Arthur Galston. (Courtesy of Yale University)

Scientists have been at the forefront in drawing world attention to global warming despite attacks from naysayers who believe climate change is just a bunch of bunk. Of course scientists must determine for themselves their role in society and their responsibility for their discoveries. And this week we remember one scientist who labored mightily to undo his work. Biologist Arthur Galston conducted early research that led to the development of Agent Orange, the powerful herbicide the US used to lay waste to much of Vietnam. When Professor Galston realized how the defoliant was being used he led the effort to stop it - President Richard Nixon banned Agent Orange five years before the war ended. In 2003 Arthur Galston told Living on Earth that students need to be taught the risks of conducting scientific research:


Arthur Galston. (Courtesy of Yale University)

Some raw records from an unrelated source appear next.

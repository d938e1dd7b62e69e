pub mod campaign;
pub mod delivery;
pub mod target;
pub mod user_settings;
use lurewatch_common::db::{self, DbAsyncPool};
use lurewatch_common::email::{EmailMessage, MailerFactoryHandle};
use lurewatch_common::events::{ChangeEvent, ChangeFeed, ChangeKind};
use lurewatch_common::html::templates::LureLandingPage;
use lurewatch_common::templates::ClickAlertNotice;

use actix_web::{web, HttpResponse};
use lettre::message::Mailbox;
use tokio::time;
use uuid::Uuid;

use crate::dispatch::credentials;
use crate::env;

/// The tracking endpoint is reached by untrusted recipients; it never errors
/// and never varies its response, whatever the id looks like or matches.
fn acknowledge() -> HttpResponse {
    HttpResponse::Ok()
        .content_type("text/html; charset=utf-8")
        .body(LureLandingPage::generate())
}

pub async fn record_click(
    db_async_pool: web::Data<DbAsyncPool>,
    mailer_factory: web::Data<MailerFactoryHandle>,
    change_feed: web::Data<ChangeFeed>,
    delivery_id: web::Path<String>,
) -> HttpResponse {
    let Ok(delivery_id) = Uuid::parse_str(&delivery_id) else {
        return acknowledge();
    };

    let campaign_dao = db::campaign::Dao::new(&db_async_pool);

    match campaign_dao.mark_delivery_interacted(delivery_id).await {
        Ok(Some(interaction)) => {
            change_feed.publish(ChangeEvent {
                user_id: interaction.user_id,
                kind: ChangeKind::DeliveryInteracted,
                campaign_id: interaction.campaign_id,
                delivery_id: Some(delivery_id),
            });

            notify_owner(&db_async_pool, &mailer_factory, interaction);
        }
        // Unknown ids and repeat visits are indistinguishable by design
        Ok(None) => (),
        Err(e) => log::error!("Failed to record click for delivery {delivery_id}: {e}"),
    }

    acknowledge()
}

/// Emails the campaign owner that a target interacted. Best-effort in a
/// detached task; a failure here must never delay or alter the response the
/// target sees.
fn notify_owner(
    db_async_pool: &DbAsyncPool,
    mailer_factory: &MailerFactoryHandle,
    interaction: db::campaign::InteractedDelivery,
) {
    let db_async_pool = db_async_pool.clone();
    let mailer_factory = MailerFactoryHandle::clone(mailer_factory);

    tokio::spawn(async move {
        let settings_dao = db::settings::Dao::new(&db_async_pool);

        let settings = match settings_dao.get_settings(interaction.user_id).await {
            Ok(s) => s,
            Err(e) => {
                log::error!("{e}");
                return;
            }
        };

        let Some(sender_credentials) = credentials::resolve(
            settings.as_ref(),
            None,
            env::CONF.fallback_sender_secret.as_deref(),
        ) else {
            return;
        };

        let mailer = match mailer_factory.mailer_for(&sender_credentials) {
            Ok(m) => m,
            Err(e) => {
                log::error!("{e}");
                return;
            }
        };

        let Ok(address) = sender_credentials.address.parse() else {
            return;
        };
        let from = Mailbox::new(Some(String::from("Lurewatch Alerts")), address);

        let subject = format!("Interaction recorded: {}", interaction.target_name);
        let alert = EmailMessage {
            body: ClickAlertNotice::generate(&interaction.target_name, &interaction.target_email),
            subject: &subject,
            from,
            destination: &sender_credentials.address,
            is_html: true,
        };

        match time::timeout(env::CONF.send_timeout, mailer.send(alert)).await {
            Ok(Ok(())) => (),
            Ok(Err(e)) => log::error!("Click alert failed: {e}"),
            Err(_) => log::error!("Click alert timed out"),
        }
    });
}
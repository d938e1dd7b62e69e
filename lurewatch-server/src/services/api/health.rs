use actix_web::web::*;

use crate::handlers;

pub fn configure(cfg: &mut ServiceConfig) {
    cfg.route("/heartbeat", get().to(handlers::health::heartbeat))
        .route("/health", get().to(handlers::health::health));
}
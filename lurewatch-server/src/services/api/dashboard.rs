use actix_web::web::*;

use crate::handlers;

pub fn configure(cfg: &mut ServiceConfig) {
    cfg.service(
        scope("/dashboard")
            .route("/overview", get().to(handlers::dashboard::overview))
            .route("/events", get().to(handlers::dashboard::events)),
    );
}
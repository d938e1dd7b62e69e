use lurewatch_common::db::{self, DbAsyncPool};
use lurewatch_common::events::ChangeFeed;
use lurewatch_common::messages::DashboardOverview;

use actix_web::http::header;
use actix_web::web::Bytes;
use actix_web::{web, HttpResponse};
use futures::stream;
use std::convert::Infallible;
use tokio::sync::broadcast::error::RecvError;

use crate::handlers::error::HttpErrorResponse;
use crate::middleware::auth::AuthorizedUser;

pub async fn overview(
    db_async_pool: web::Data<DbAsyncPool>,
    user: AuthorizedUser,
) -> Result<HttpResponse, HttpErrorResponse> {
    let target_dao = db::target::Dao::new(&db_async_pool);
    let campaign_dao = db::campaign::Dao::new(&db_async_pool);

    let counts = futures::try_join!(
        target_dao.count_targets(user.user_id),
        campaign_dao.count_campaigns(user.user_id),
        campaign_dao.count_interactions(user.user_id),
    );

    let (targets, campaigns, interactions) = match counts {
        Ok(c) => c,
        Err(e) => {
            log::error!("{e}");
            return Err(HttpErrorResponse::InternalError(
                "Failed to get dashboard overview",
            ));
        }
    };

    Ok(HttpResponse::Ok().json(DashboardOverview {
        targets,
        campaigns,
        interactions,
    }))
}

/// Server-sent events stream of the caller's committed Campaign/Delivery
/// mutations, so dashboards see interaction flags flip without polling.
pub async fn events(
    change_feed: web::Data<ChangeFeed>,
    user: AuthorizedUser,
) -> HttpResponse {
    let receiver = change_feed.subscribe();
    let user_id = user.user_id;

    let event_stream = stream::unfold(receiver, move |mut receiver| async move {
        loop {
            match receiver.recv().await {
                Ok(event) if event.user_id == user_id => {
                    let Ok(payload) = serde_json::to_string(&event) else {
                        continue;
                    };

                    let frame = Bytes::from(format!("data: {payload}\n\n"));
                    return Some((Ok::<_, Infallible>(frame), receiver));
                }
                // Other users' events are invisible to this subscriber
                Ok(_) => continue,
                // A lagged dashboard just misses events; it re-queries on
                // the next one it sees
                Err(RecvError::Lagged(_)) => continue,
                Err(RecvError::Closed) => return None,
            }
        }
    });

    HttpResponse::Ok()
        .insert_header((header::CONTENT_TYPE, "text/event-stream"))
        .insert_header((header::CACHE_CONTROL, "no-cache"))
        .streaming(event_stream)
}
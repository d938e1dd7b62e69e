mod mock_sender;
mod smtp_relay;

pub use mock_sender::{MockMailerFactory, MockSender, SentMessage};
pub use smtp_relay::{SmtpRelay, SmtpRelayFactory};
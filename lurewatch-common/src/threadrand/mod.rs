use rand::rngs::OsRng;
use rand::{Rng, RngCore};
use rand_chacha::rand_core::SeedableRng;
use rand_chacha::ChaCha20Rng;
use std::cell::UnsafeCell;

thread_local! {
    static RNG: UnsafeCell<ChaCha20Rng> = UnsafeCell::new(ChaCha20Rng::from_seed(OsRng.gen()));
}

/// Thread-local CSPRNG. Template draws and subject reference numbers don't
/// strictly need a cryptographic source, but sharing one seeded generator per
/// thread avoids handing `OsRng` to every call site.
pub struct SecureRng;

impl SecureRng {
    pub fn next_u32() -> u32 {
        RNG.with(|rng| {
            // Only one thread accesses this RNG so this is safe
            unsafe { rand_chacha::rand_core::RngCore::next_u32(&mut *rng.get()) }
        })
    }

    pub fn next_u64() -> u64 {
        RNG.with(|rng| {
            // Only one thread accesses this RNG so this is safe
            unsafe { rand_chacha::rand_core::RngCore::next_u64(&mut *rng.get()) }
        })
    }

    pub fn next_u128() -> u128 {
        RNG.with(|rng| {
            // Only one thread accesses this RNG so this is safe
            let rng_ref = unsafe { &mut *rng.get() };
            let mut bytes = [0u8; 16];
            rand_chacha::rand_core::RngCore::fill_bytes(rng_ref, &mut bytes);
            u128::from_le_bytes(bytes)
        })
    }

    /// Uniform index into a collection of `len` elements. Panics if `len`
    /// is zero.
    pub fn uniform_index(len: usize) -> usize {
        RNG.with(|rng| {
            // Only one thread accesses this RNG so this is safe
            let rng_ref = unsafe { &mut *rng.get() };
            rng_ref.gen_range(0..len)
        })
    }
}

impl RngCore for SecureRng {
    fn next_u32(&mut self) -> u32 {
        SecureRng::next_u32()
    }

    fn next_u64(&mut self) -> u64 {
        SecureRng::next_u64()
    }

    fn fill_bytes(&mut self, dest: &mut [u8]) {
        RNG.with(|rng| unsafe {
            rand_chacha::rand_core::RngCore::fill_bytes(&mut *rng.get(), dest)
        })
    }

    fn try_fill_bytes(&mut self, dest: &mut [u8]) -> Result<(), rand::Error> {
        self.fill_bytes(dest);
        Ok(())
    }
}

#[cfg(test)]
mod tests {
    use super::*;

    #[test]
    fn test_uniform_index_stays_in_bounds() {
        for _ in 0..10_000 {
            assert!(SecureRng::uniform_index(7) < 7);
        }
    }

    #[test]
    fn test_uniform_index_hits_every_bucket() {
        let mut seen = [false; 4];
        for _ in 0..1_000 {
            seen[SecureRng::uniform_index(4)] = true;
        }
        assert!(seen.iter().all(|&s| s));
    }

    #[test]
    fn test_next_u128_varies() {
        assert_ne!(SecureRng::next_u128(), SecureRng::next_u128());
    }
}
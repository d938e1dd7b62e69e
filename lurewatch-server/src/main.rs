use lurewatch_common::db::create_db_async_pool;
use lurewatch_common::email::senders::{MockMailerFactory, SmtpRelayFactory};
use lurewatch_common::email::{MailerFactory, MailerFactoryHandle};
use lurewatch_common::events::ChangeFeed;

use actix_web::web::Data;
use actix_web::{App, HttpServer};
use flexi_logger::{Age, Cleanup, Criterion, Duplicate, FileSpec, Logger, Naming, WriteMode};
use std::io::Write;
use std::sync::Arc;

mod dispatch;
mod env;
mod handlers;
mod middleware;
mod services;

#[actix_web::main]
async fn main() -> std::io::Result<()> {
    let mut port = 9000u16;

    let mut args = std::env::args();

    // Eat the first argument, which is the relative path to the executable
    args.next();

    while let Some(arg) = args.next() {
        match arg.to_lowercase().as_str() {
            "--port" => {
                let port_str = {
                    let next_arg = args.next();

                    match next_arg {
                        Some(s) => s,
                        None => {
                            eprintln!("ERROR: --port option specified but no port was given");
                            std::process::exit(1);
                        }
                    }
                };

                port = {
                    let port_result = port_str.parse::<u16>();

                    match port_result {
                        Ok(p) => p,
                        Err(_) => {
                            eprintln!("ERROR: Incorrect format for port. Integer expected");
                            std::process::exit(1);
                        }
                    }
                };

                continue;
            }
            a => {
                eprintln!("ERROR: Invalid argument: {}", &a);
                std::process::exit(1);
            }
        }
    }

    let base_addr = format!("127.0.0.1:{}", &port);

    let _logger = Logger::try_with_str(&env::CONF.log_level)
        .expect("Invalid log level")
        .log_to_file(FileSpec::default().directory("./logs"))
        .rotate(
            Criterion::Age(Age::Day),
            Naming::Timestamps,
            Cleanup::KeepLogAndCompressedFiles(60, 365),
        )
        .cleanup_in_background_thread(true)
        .duplicate_to_stdout(Duplicate::All)
        .write_mode(WriteMode::Async)
        .format(|writer, now, record| {
            write!(
                writer,
                "{:5} | {} | {}:{} | {}",
                record.level(),
                now.format("%Y-%m-%dT%H:%M:%S%.6fZ"),
                record.module_path().unwrap_or("<unknown>"),
                record.line().unwrap_or(0),
                record.args()
            )
        })
        .use_utc()
        .start()
        .expect("Failed to start logger");

    let actix_workers = env::CONF.actix_worker_count;

    // To prevent resource starvation, max connections must be at least as large as the number of
    // actix workers
    let db_max_connections = if actix_workers > env::CONF.db_max_connections as usize {
        actix_workers as u32
    } else {
        env::CONF.db_max_connections
    };

    log::info!("Connecting to database...");

    let db_uri = format!(
        "postgres://{}:{}@{}:{}/{}",
        env::CONF.db_username,
        env::CONF.db_password,
        env::CONF.db_hostname,
        env::CONF.db_port,
        env::CONF.db_name,
    );

    let db_async_pool = create_db_async_pool(&db_uri, db_max_connections).await;

    log::info!("Successfully connected to database");

    let mailer_factory: Box<dyn MailerFactory> = if env::CONF.email_enabled {
        Box::new(SmtpRelayFactory::new(
            &env::CONF.smtp_relay_address,
            env::CONF.max_smtp_connections,
            env::CONF.smtp_idle_timeout,
        ))
    } else {
        log::info!("Emails are disabled. Using the mock mailer.");
        Box::new(MockMailerFactory::new())
    };

    let mailer_factory: MailerFactoryHandle = Arc::new(mailer_factory);

    let change_feed = ChangeFeed::new(256);

    HttpServer::new(move || {
        App::new()
            .app_data(Data::new(db_async_pool.clone()))
            .app_data(Data::new(mailer_factory.clone()))
            .app_data(Data::new(change_feed.clone()))
            .configure(services::api::configure)
            .configure(services::web::configure)
            .wrap(actix_web::middleware::Logger::default())
    })
    .workers(actix_workers)
    .bind(base_addr)?
    .run()
    .await?;

    // All worker threads have been joined once run() returns
    unsafe { env::CONF.zeroize() };

    Ok(())
}
/// Launches one campaign for `user_id`: resolves credentials and template,
/// creates the campaign and one delivery per registered target, fans out the
/// sends through a bounded worker pool and records each delivery's outcome.
///
/// Per-target transport failures are recorded, counted and reported; they
/// never fail the launch. Only a missing sender identity (or an unbuildable
/// transport) fails the whole call, and it does so before any row is written.
pub async fn launch(
    db_async_pool: &DbAsyncPool,
    mailer_factory: &MailerFactoryHandle,
    change_feed: &ChangeFeed,
    user_id: Uuid,
    mode: StrategyMode,
    request_sender_address: Option<&str>,
) -> Result<LaunchOutcome, LaunchError> {
    let settings_dao = db::settings::Dao::new(db_async_pool);
    let settings = settings_dao.get_settings(user_id).await?;

    let sender_credentials = credentials::resolve(
        settings.as_ref(),
        request_sender_address,
        env::CONF.fallback_sender_secret.as_deref(),
    )
    .ok_or(LaunchError::NoSenderCredentials)?;

    let company_name = settings
        .as_ref()
        .map(|s| s.company_name.as_str())
        .filter(|name| !name.is_empty())
        .unwrap_or(DEFAULT_COMPANY_NAME);

    let from = sender_mailbox(&sender_credentials, company_name)
        .ok_or(LaunchError::NoSenderCredentials)?;

    let mailer = mailer_factory
        .mailer_for(&sender_credentials)
        .map_err(LaunchError::Transport)?;

    // Resolved exactly once; every target in this campaign gets the same
    // variant and the stored id is always a concrete catalog key
    let template = resolve_template(
        mode,
        settings.as_ref().map(|s| s.default_template.as_str()),
    );

    let campaign_dao = db::campaign::Dao::new(db_async_pool);
    let campaign = campaign_dao
        .create_campaign(user_id, CATEGORY_EMAIL_ATTACK, template.id(), STATUS_ACTIVE)
        .await?;

    change_feed.publish(ChangeEvent {
        user_id,
        kind: ChangeKind::CampaignCreated,
        campaign_id: campaign.id,
        delivery_id: None,
    });

    let target_dao = db::target::Dao::new(db_async_pool);
    let target_snapshot = target_dao.get_targets(user_id).await?;

    // An empty campaign is valid, just inert
    if target_snapshot.is_empty() {
        return Ok(LaunchOutcome {
            campaign,
            created: 0,
            sent: 0,
            failed: 0,
        });
    }

    let mut tasks = Vec::with_capacity(target_snapshot.len());
    for target in &target_snapshot {
        let delivery = campaign_dao
            .create_delivery(campaign.id, user_id, &target.name, &target.email)
            .await?;

        change_feed.publish(ChangeEvent {
            user_id,
            kind: ChangeKind::DeliveryCreated,
            campaign_id: campaign.id,
            delivery_id: Some(delivery.id),
        });

        let link = tracking_link(&env::CONF.tracking_base_url, delivery.id);
        let lure = template.render(&LureVars {
            target_name: &target.name,
            company_name,
            link: &link,
        });

        tasks.push(SendTask {
            delivery_id: delivery.id,
            target_name: target.name.clone(),
            target_email: target.email.clone(),
            lure,
        });
    }

    let created = tasks.len() as u32;

    // The fan-out runs detached so a caller that disconnects mid-launch
    // cannot cancel in-flight sends or leave outcomes unrecorded
    let db_async_pool = db_async_pool.clone();
    let change_feed = change_feed.clone();
    let campaign_id = campaign.id;
    let receipt_destination = sender_credentials.address.clone();
    let template_id = template.id();
    let worker_count = env::CONF.dispatch_worker_count;
    let send_timeout = env::CONF.send_timeout;

    let fan_out = tokio::spawn(async move {
        let outcomes = run_fan_out(
            mailer,
            from,
            receipt_destination,
            template_id,
            tasks,
            worker_count,
            send_timeout,
        )
        .await;

        record_outcomes(&db_async_pool, &change_feed, user_id, campaign_id, outcomes).await
    });

    let (sent, failed) = match fan_out.await {
        Ok(counts) => counts,
        Err(e) => {
            // Outcomes are unknown; the rows keep their PENDING status
            log::error!("Campaign {campaign_id} fan-out task failed: {e}");
            (0, created)
        }
    };

    Ok(LaunchOutcome {
        campaign,
        created,
        sent,
        failed,
    })
}

pub(crate) fn resolve_template(
    mode: StrategyMode,
    configured_default: Option<&str>,
) -> LureTemplate {
    match mode {
        StrategyMode::Random => LureTemplate::draw(),
        StrategyMode::Fixed => configured_default
            .filter(|id| !id.is_empty())
            .map(LureTemplate::from_id)
            .unwrap_or(DEFAULT_TEMPLATE),
    }
}

/// The delivery id is the only correlatable identifier in the link.
pub(crate) fn tracking_link(base_url: &str, delivery_id: Uuid) -> String {
    format!("{}/l/{}", base_url.trim_end_matches('/'), delivery_id)
}

fn sender_mailbox(credentials: &SenderCredentials, company_name: &str) -> Option<Mailbox> {
    let address = credentials.address.parse().ok()?;
    Some(Mailbox::new(Some(format!("{company_name} Support")), address))
}

/// Sends every task through a pool of at most `worker_count` concurrent
/// workers. Each worker owns its task; the only shared state is the
/// semaphore. Ordering across targets is not meaningful.
pub(crate) async fn run_fan_out(
    mailer: EmailSender,
    from: Mailbox,
    receipt_destination: String,
    template_id: &'static str,
    tasks: Vec<SendTask>,
    worker_count: usize,
    send_timeout: Duration,
) -> Vec<(Uuid, SendStatus)> {
    let semaphore = Arc::new(Semaphore::new(worker_count.max(1)));
    let mut handles = Vec::with_capacity(tasks.len());

    for task in tasks {
        let semaphore = Arc::clone(&semaphore);
        let mailer = Arc::clone(&mailer);
        let from = from.clone();
        let receipt_destination = receipt_destination.clone();

        handles.push(tokio::spawn(async move {
            let _permit = match semaphore.acquire_owned().await {
                Ok(permit) => permit,
                Err(_) => return (task.delivery_id, SendStatus::Failed),
            };

            let lure_message = EmailMessage {
                body: task.lure.html,
                subject: &task.lure.subject,
                from: from.clone(),
                destination: &task.target_email,
                is_html: true,
            };

            let status = match time::timeout(send_timeout, mailer.send(lure_message)).await {
                Ok(Ok(())) => SendStatus::Sent,
                Ok(Err(e)) => {
                    log::error!("Send for delivery {} failed: {e}", task.delivery_id);
                    SendStatus::Failed
                }
                Err(_) => {
                    log::error!(
                        "Send for delivery {} timed out after {}s",
                        task.delivery_id,
                        send_timeout.as_secs()
                    );
                    SendStatus::Failed
                }
            };

            if status == SendStatus::Sent {
                // Operator receipt; best-effort, never affects the recorded
                // delivery outcome
                let receipt_subject = format!("Lure dispatched: {}", task.target_name);
                let receipt = EmailMessage {
                    body: DeliveryReceiptNotice::generate(
                        &task.target_name,
                        &task.target_email,
                        template_id,
                    ),
                    subject: &receipt_subject,
                    from,
                    destination: &receipt_destination,
                    is_html: true,
                };

                match time::timeout(send_timeout, mailer.send(receipt)).await {
                    Ok(Ok(())) => (),
                    Ok(Err(e)) => {
                        log::error!("Receipt for delivery {} failed: {e}", task.delivery_id)
                    }
                    Err(_) => {
                        log::error!("Receipt for delivery {} timed out", task.delivery_id)
                    }
                }
            }

            (task.delivery_id, status)
        }));
    }

    let mut outcomes = Vec::with_capacity(handles.len());
    for handle in handles {
        match handle.await {
            Ok(outcome) => outcomes.push(outcome),
            Err(e) => log::error!("Fan-out worker failed: {e}"),
        }
    }

    outcomes
}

GALSTON: I tell them that they can never feel immune from the danger of producing a result that will be misused, and that it's their social responsibility to enter the fray, even at the cost of having to divert themselves from their further research activity. You've got to write articles, you've got to speak, you've got to join with others, you've got to testify in Congress. You've got to do what you can to try to regulate the findings and the use of scientific information in such a way that it will benefit society rather than act as a harmful input.

GELLERMAN: Plant biologist and bioethicist Arthur Galston died June 15th. He was 88.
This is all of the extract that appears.